# [EXERCISE BRIEF]
From the listing that follows, report the number of lines with the word "identity" in them, and no other output.
- Opening Delimiter -
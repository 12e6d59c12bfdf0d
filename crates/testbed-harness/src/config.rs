// crates/testbed-harness/src/config.rs
// ============================================================================
// Module: Harness Config
// Description: Declarative configuration for a fixture harness.
// Purpose: Describe the database, object store, and tenant in one TOML
//          document with up-front validation.
// Dependencies: serde, toml, testbed-object-store, thiserror
// ============================================================================

//! ## Overview
//! A harness is configured declaratively: where the database lives (a file
//! path, or in-memory when omitted), which object-store backend to use, and
//! the tenant identity the service-under-test authenticates. Validation runs
//! before any resource is provisioned, so misconfiguration fails the fixture
//! immediately rather than mid-setup.

// ============================================================================
// SECTION: Imports
// ============================================================================

use std::path::PathBuf;

use serde::Deserialize;
use testbed_object_store::ConfigError as ObjectStoreConfigError;
use testbed_object_store::ObjectStoreConfig;
use thiserror::Error;

// ============================================================================
// SECTION: Errors
// ============================================================================

/// Harness configuration errors.
#[derive(Debug, Error)]
pub enum HarnessConfigError {
    /// TOML parse failure.
    #[error("config parse error: {0}")]
    Parse(String),
    /// Object-store section failed validation.
    #[error(transparent)]
    ObjectStore(#[from] ObjectStoreConfigError),
    /// Tenant section is incomplete.
    #[error("tenant {field} must not be empty")]
    EmptyTenantField {
        /// Offending field name.
        field: &'static str,
    },
}

// ============================================================================
// SECTION: Config Model
// ============================================================================

/// Database location for the harness.
#[derive(Debug, Clone, Deserialize, Default)]
pub struct DatabaseConfig {
    /// Database file path; `None` provisions an in-memory database.
    #[serde(default)]
    pub path: Option<PathBuf>,
}

/// Tenant identity the service-under-test authenticates.
#[derive(Debug, Clone, Deserialize)]
pub struct TenantConfig {
    /// Tenant name; doubles as the fixture bucket's logical owner.
    pub name: String,
    /// Bearer token the header resolver accepts.
    pub token: String,
}

/// Full harness configuration.
#[derive(Debug, Clone, Deserialize)]
pub struct HarnessConfig {
    /// Database section.
    #[serde(default)]
    pub database: DatabaseConfig,
    /// Object-store section.
    pub object_store: ObjectStoreConfig,
    /// Tenant section.
    pub tenant: TenantConfig,
}

impl HarnessConfig {
    /// Builds the default all-in-memory configuration for a tenant.
    #[must_use]
    pub fn in_memory(tenant: &str, token: &str) -> Self {
        Self {
            database: DatabaseConfig::default(),
            object_store: ObjectStoreConfig::memory(tenant),
            tenant: TenantConfig {
                name: tenant.to_string(),
                token: token.to_string(),
            },
        }
    }

    /// Parses a config from TOML text and validates it.
    ///
    /// # Errors
    ///
    /// Returns [`HarnessConfigError`] on parse or validation failure.
    pub fn from_toml_str(raw: &str) -> Result<Self, HarnessConfigError> {
        let config: Self =
            toml::from_str(raw).map_err(|err| HarnessConfigError::Parse(err.to_string()))?;
        config.validate()?;
        Ok(config)
    }

    /// Validates every section.
    ///
    /// # Errors
    ///
    /// Returns [`HarnessConfigError`] when any section is inconsistent.
    pub fn validate(&self) -> Result<(), HarnessConfigError> {
        self.object_store.validate()?;
        if self.tenant.name.is_empty() {
            return Err(HarnessConfigError::EmptyTenantField {
                field: "name",
            });
        }
        if self.tenant.token.is_empty() {
            return Err(HarnessConfigError::EmptyTenantField {
                field: "token",
            });
        }
        Ok(())
    }
}

// ============================================================================
// SECTION: Tests
// ============================================================================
- Closing Delimiter -
# [SOLUTION FOR THIS TASK]
2